やっぱり、楽しい場所に向かうと思うと自然に足取りが軽くなるよね

そんな僕の後ろで姉崎さんはゲーセンという単語がよくわかっていないのか、不思議な顔で考え事をしながらついてくる。


「ほら、ついたよ?」


「ここがゲーセン…なるほど、ゲームセンターの略称でゲーセンということでしたのねっ♪」


「……さっきから思ってたけどさ、ゲーセンがピンと来てないその感じ…、姉崎さんってまさか世間知らず系お嬢様だったりする?」


「まぁ…そういうことになりますかね?」


「なるほどね、じゃあ…せっかくだし今日は僕がゲーセンの楽しみを姉崎さんに教えてあげるよっ♪」


店内に入ってまず初めにやるのはいつも決まってクレーンゲーム、特に可愛いぬいぐるみが景品になってるやつ。

僕はいつも通りに筐体に100円を何枚か投入して400円をかけてぬいぐるみを手に入れたんだけど…


「むぅ、これはなかなかに難しいですねぇ」


「いい加減諦めたら?そんなに欲しいんなら僕が代わりに取ってあげるよ?」


「いえ、ここまできたら私はこの景品を自らの手で獲得しなければ気がすみませんわ!」


結局、姉崎さんは3千円ほどを費やしてやっとの思いでぬいぐるみを手に入れてた

あれ絶対買った方が安いやつだけど…彼女、とっても満足そうな目をしてたからまぁいいのかな?


そして次にプレイしたのは、お金を入れてカード購入してそのカードを使って戦うタイプのゲーム。

僕は昔からこのタイプのゲームにものすごいお金を費やしてて、お年玉とかお小遣いは大体レアカードのために消えていく。

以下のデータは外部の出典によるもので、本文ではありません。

//! Backfills route metadata one id per cycle

use async_trait::async_trait;
use chrono::{DateTime, Utc};
use std::sync::Arc;
use tracing::{debug, info};

use crate::error::Result;
use crate::metrics;
use crate::models::CycleReport;
use crate::platform::SharedPlatformClient;
use crate::scheduler::{UnitOfWork, WorkerContext};
use crate::storage::{RouteStore, Stores};

pub struct RouteCacheWorker {
    client: SharedPlatformClient,
    routes: Arc<dyn RouteStore>,
}

impl RouteCacheWorker {
    pub const NAME: &'static str = "route-cache";

    pub fn new(client: SharedPlatformClient, stores: &Stores) -> Self {
        Self {
            client,
            routes: stores.routes.clone(),
        }
    }

    /// Fetch and store the route following the highest crawled id
    ///
    /// A 404 below the highest stored id is a gap and gets stamped as
    /// crawled so the backfill moves past it. A 404 at or past that id is
    /// the end of the published routes; nothing is written and the same id
    /// is asked for again next cycle. Other failures also leave the marker
    /// alone.
    pub async fn cache_next_at(
        &self,
        ctx: &WorkerContext<'_>,
        now: DateTime<Utc>,
    ) -> Result<CycleReport> {
        let route_id = self.routes.next_uncrawled_id()?;
        debug!(route_id, "Fetching route details");

        let mut report = CycleReport::default();
        match self.client.fetch_route_details(ctx.session, route_id).await {
            Ok(route) => {
                self.routes.save_crawled(&route, now)?;
                metrics::record_route_cached();
                info!(route_id, title = %route.title, points = ?route.rating_points, "Route cached");
                report.processed = 1;
            }
            Err(e) if e.is_not_found() => {
                let known_above = self.routes.max_known_id()?.is_some_and(|max| max > route_id);
                if known_above {
                    self.routes.mark_missing(route_id, now)?;
                    info!(route_id, "Route does not exist, marked as crawled");
                } else {
                    debug!(route_id, "Route not published yet, retrying next cycle");
                }
                report.skipped = 1;
            }
            Err(e) => return Err(e.into()),
        }
        Ok(report)
    }
}

#[async_trait]
impl UnitOfWork for RouteCacheWorker {
    async fn run(&self, ctx: &WorkerContext<'_>) -> Result<CycleReport> {
        self.cache_next_at(ctx, Utc::now()).await
    }
}

#[cfg(test)]
mod tests {
    use super::*;
    use crate::platform::MockPlatformClient;
    use crate::workers::testing::{idle_worker, now, route, session};

    #[tokio::test]
    async fn test_backfill_starts_at_one_and_advances() {
        let client = Arc::new(
            MockPlatformClient::new()
                .with_route(route(1, Some(100)))
                .with_route(route(2, Some(200))),
        );
        let stores = Stores::mock();
        let worker = RouteCacheWorker::new(client, &stores);
        let host = idle_worker();
        let session = session();
        let ctx = WorkerContext::new(&host, &session);

        assert_eq!(stores.routes.next_uncrawled_id().unwrap(), 1);
        let report = worker.cache_next_at(&ctx, now()).await.unwrap();
        assert_eq!(report.processed, 1);
        assert_eq!(stores.routes.next_uncrawled_id().unwrap(), 2);

        worker.cache_next_at(&ctx, now()).await.unwrap();
        assert_eq!(stores.routes.next_uncrawled_id().unwrap(), 3);
        assert_eq!(stores.routes.get_by_id(2).unwrap().unwrap().rating_points, Some(200));
    }

    #[tokio::test]
    async fn test_gap_below_known_route_is_tombstoned() {
        let client = Arc::new(MockPlatformClient::new().with_route(route(2, Some(200))));
        let stores = Stores::mock();
        // Ingestion already saw route 2
        stores.routes.upsert_points_only(&route(2, Some(200))).unwrap();
        let worker = RouteCacheWorker::new(client, &stores);
        let host = idle_worker();
        let session = session();
        let ctx = WorkerContext::new(&host, &session);

        let report = worker.cache_next_at(&ctx, now()).await.unwrap();
        assert_eq!(report.skipped, 1);
        assert_eq!(stores.routes.next_uncrawled_id().unwrap(), 2);

        worker.cache_next_at(&ctx, now()).await.unwrap();
        assert_eq!(stores.routes.next_uncrawled_id().unwrap(), 3);
    }

    #[tokio::test]
    async fn test_end_of_published_routes_is_retried() {
        let client = Arc::new(
            MockPlatformClient::new()
                .with_route(route(1, Some(100)))
                .with_route(route(2, Some(200))),
        );
        let stores = Stores::mock();
        let worker = RouteCacheWorker::new(client.clone(), &stores);
        let host = idle_worker();
        let session = session();
        let ctx = WorkerContext::new(&host, &session);

        for _ in 0..6 {
            worker.cache_next_at(&ctx, now()).await.unwrap();
        }
        assert_eq!(stores.routes.next_uncrawled_id().unwrap(), 3);
        assert!(stores.routes.get_by_id(3).unwrap().is_none());
        assert_eq!(stores.routes.max_known_id().unwrap(), Some(2));

        client.publish_route(route(3, Some(100)));
        let report = worker.cache_next_at(&ctx, now()).await.unwrap();

        assert_eq!(report.processed, 1);
        let stored = stores.routes.get_by_id(3).unwrap().unwrap();
        assert_eq!(stored.rating_points, Some(100));
        assert_eq!(stored.title, "Route 3");
        assert_eq!(stores.routes.next_uncrawled_id().unwrap(), 4);
    }

    #[tokio::test]
    async fn test_crawl_keeps_known_rating() {
        let client = Arc::new(MockPlatformClient::new().with_route(route(1, None)));
        let stores = Stores::mock();
        stores.routes.upsert_points_only(&route(1, Some(300))).unwrap();
        let worker = RouteCacheWorker::new(client, &stores);
        let host = idle_worker();
        let session = session();
        let ctx = WorkerContext::new(&host, &session);

        assert_eq!(stores.routes.next_uncrawled_id().unwrap(), 1);
        worker.cache_next_at(&ctx, now()).await.unwrap();

        assert_eq!(stores.routes.get_by_id(1).unwrap().unwrap().rating_points, Some(300));
        assert_eq!(stores.routes.next_uncrawled_id().unwrap(), 2);
    }
}
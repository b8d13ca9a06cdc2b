//! Route handlers for the control surface

use axum::{
    extract::{Path, Query, State},
    http::{header, StatusCode},
    response::{IntoResponse, Response},
    Json,
};
use serde::{Deserialize, Serialize};
use std::collections::BTreeMap;
use std::fmt::Write as _;

use super::server::AppState;
use super::{ApiError, ApiResponse};
use crate::models::{Account, GainRecord, GainSample};
use crate::scheduler::{SchedulerError, WorkerStatus};

const DEFAULT_PAGE_SIZE: usize = 100;
const SAMPLE_CSV_HEADER: &str = "route_points,points_before,points_after";

type StatusMap = BTreeMap<String, WorkerStatus>;

// ============================================================================
// Request / Response Types
// ============================================================================

#[derive(Debug, Serialize)]
pub struct HealthResponse {
    pub status: String,
    pub version: String,
    pub uptime_secs: u64,
}

/// Optional single-worker selector for start/stop
#[derive(Debug, Default, Deserialize)]
pub struct WorkerQuery {
    pub worker: Option<String>,
}

#[derive(Debug, Deserialize)]
pub struct NewAccountRequest {
    pub username: String,
    pub secret: String,
}

#[derive(Debug, Serialize)]
pub struct AccountResponse {
    pub username: String,
}

#[derive(Debug, Default, Deserialize)]
pub struct PageQuery {
    pub limit: Option<usize>,
    pub skip: Option<usize>,
}

#[derive(Debug, Default, Deserialize)]
pub struct SampleQuery {
    pub limit: Option<usize>,
    pub format: Option<String>,
}

// ============================================================================
// Health
// ============================================================================

pub async fn healthcheck(State(state): State<AppState>) -> impl IntoResponse {
    Json(ApiResponse::success(HealthResponse {
        status: "healthy".to_string(),
        version: env!("CARGO_PKG_VERSION").to_string(),
        uptime_secs: state.start_time.elapsed().as_secs(),
    }))
}

pub async fn metrics() -> Response {
    match crate::metrics::encode_metrics() {
        Ok(text) => (
            StatusCode::OK,
            [(header::CONTENT_TYPE, "text/plain; version=0.0.4")],
            text,
        )
            .into_response(),
        Err(e) => ApiError::Internal(format!("Failed to encode metrics: {e}")).into_response(),
    }
}

// ============================================================================
// Workers
// ============================================================================

pub async fn worker_status(State(state): State<AppState>) -> Json<ApiResponse<StatusMap>> {
    Json(ApiResponse::success(state.group.status()))
}

/// Start every worker, or only `?worker=<id>`
pub async fn start_workers(
    State(state): State<AppState>,
    Query(query): Query<WorkerQuery>,
) -> Result<Json<ApiResponse<StatusMap>>, ApiError> {
    match query.worker {
        Some(name) => match state.group.start_worker(&name) {
            Ok(()) | Err(SchedulerError::AlreadyRunning { .. }) => {}
            Err(e) => return Err(e.into()),
        },
        None => {
            state.group.start();
        }
    }
    Ok(Json(ApiResponse::success(state.group.status())))
}

/// Stop every worker, or only `?worker=<id>`
pub async fn stop_workers(
    State(state): State<AppState>,
    Query(query): Query<WorkerQuery>,
) -> Result<Json<ApiResponse<StatusMap>>, ApiError> {
    match query.worker {
        Some(name) => {
            state.group.stop_worker(&name)?;
        }
        None => state.group.stop(),
    }
    Ok(Json(ApiResponse::success(state.group.status())))
}

// ============================================================================
// Credentials
// ============================================================================

pub async fn list_credentials(
    State(state): State<AppState>,
) -> Result<Json<ApiResponse<Vec<String>>>, ApiError> {
    Ok(Json(ApiResponse::success(state.pool.usernames()?)))
}

pub async fn add_credential(
    State(state): State<AppState>,
    Json(request): Json<NewAccountRequest>,
) -> Result<(StatusCode, Json<ApiResponse<AccountResponse>>), ApiError> {
    let username = request.username.trim();
    if username.is_empty() || request.secret.is_empty() {
        return Err(ApiError::bad_request("username and secret are required"));
    }

    state.pool.add(&Account::new(username, request.secret))?;
    Ok((
        StatusCode::CREATED,
        Json(ApiResponse::success(AccountResponse {
            username: username.to_string(),
        })),
    ))
}

// ============================================================================
// Point gains
// ============================================================================

pub async fn list_point_gains(
    State(state): State<AppState>,
    Query(page): Query<PageQuery>,
) -> Result<Json<ApiResponse<Vec<GainRecord>>>, ApiError> {
    let limit = page.limit.unwrap_or(DEFAULT_PAGE_SIZE);
    let records = state
        .stores
        .point_gains
        .list(Some(limit), page.skip.unwrap_or(0))?;
    Ok(Json(ApiResponse::success(records)))
}

pub async fn point_gains_for_event(
    State(state): State<AppState>,
    Path(event_id): Path<String>,
) -> Result<Json<ApiResponse<Vec<GainRecord>>>, ApiError> {
    let event_id: i64 = event_id
        .parse()
        .map_err(|_| ApiError::bad_request(format!("Invalid event id: {event_id}")))?;
    let records = state.stores.point_gains.list_by_event_id(event_id)?;
    Ok(Json(ApiResponse::success(records)))
}

/// Completed gains for model fitting, as JSON or a CSV attachment
pub async fn point_gain_sample(
    State(state): State<AppState>,
    Query(query): Query<SampleQuery>,
) -> Result<Response, ApiError> {
    let format = query.format.as_deref().unwrap_or("json");
    if format != "json" && format != "csv" {
        return Err(ApiError::bad_request(format!(
            "Unsupported format '{format}', expected json or csv"
        )));
    }

    let samples = state.stores.point_gains.list_completed_with_gain(query.limit)?;

    if format == "csv" {
        return Ok((
            StatusCode::OK,
            [
                (header::CONTENT_TYPE, "text/csv"),
                (
                    header::CONTENT_DISPOSITION,
                    "attachment; filename=\"point_gain_sample.csv\"",
                ),
            ],
            samples_to_csv(&samples),
        )
            .into_response());
    }

    Ok(Json(ApiResponse::success(samples)).into_response())
}

fn samples_to_csv(samples: &[GainSample]) -> String {
    let mut csv = String::with_capacity(SAMPLE_CSV_HEADER.len() + samples.len() * 16);
    csv.push_str(SAMPLE_CSV_HEADER);
    csv.push('\n');
    for s in samples {
        let _ = writeln!(csv, "{},{},{}", s.route_points, s.points_before, s.points_after);
    }
    csv
}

「ふふっ、このカードとってもキラキラしていて綺麗ですわね♪」


「なっ、それシークレットレアじゃん!しかも唯一情報公開されてなかったやつ!」


「あら、そんなに珍しいカードなのですか?」


「珍しいなんてレベルじゃないよ!僕一回もシークレットレア地引きしたことないのに…!」


そしてその次はメダルゲーム。


「ジャックポット…ですわねっ♪」


「なっ、早くない!?」


そして格ゲー。


「今のは反則ですわ!あれがなければ私が勝っていたはずで…」


「はいはい、言い訳は見苦しいよ?」


パズルゲーム。


「ざっとこんなものですわ♪」


「に、20連鎖!?」


そんな風にいろんなゲームを楽しんだ。

普段は1人で遊びに来てるゲーセンも、姉崎さんと2人で来るとなんだか新鮮で

気づけば時間はあっという間に夕方になっていた。


「ふふっ、今日はとても楽しい1日でしたわ♪」


「それは良かった…でも、確かに2人でゲーセンっていうのも案外楽しいものだね」


「ゲーセンに限らず、お友達と一緒ならどんな事だって楽しいはずですわよ?」


「友達と一緒なら…か、長いこと友達なんていなかったからなぁ…すっかり忘れてたよ」


「ふふっ、少しは学校に行って友達を作ってみたいと思えましたか?」


「それはちょっと…まぁ、ちょっとだけね…だからその…!」


「これからも私に一緒に遊んで欲しい…そう言いたいのですわよね?」


「うん、だめ…かな?」


「私たちはもうお友達、わざわざそんなお約束をする必要もないのではないですか?」


「友達…そっか、じゃあ明日も一緒にゲーセンに!」


「あら、それはダメですわよ?明日は学校ですもの、とりあえず…一度登校だけでもしてみるところから始めてみましょうね♪」


「うっ…そ、それは…」


「大丈夫ですよ、私がついていますからっ♪」


「何が大丈夫なのかはちょっと理解できないけど…まぁ、そこまで自信持って言うなら頑張ってみようかな」


「まぁ、明日が無理でも私は毎日迎えに行きますし、登校しなかったからといってどこかに行ったりはしませんから少しづつ、ゆっくりと頑張っていきましょうね♪」


「うん、ありがとう…じゃあまた明日ね?」


「ええ、また明日ですわね♪」


そんな感じで、僕は高校生活初めての友達を手に入れた。

姉崎さん、なんかとっても変わってて危ない雰囲気のする人だけど…あの人と一緒なら学校に通うという僕にとってはとても高いハードルを乗り越えられる気がしてきた。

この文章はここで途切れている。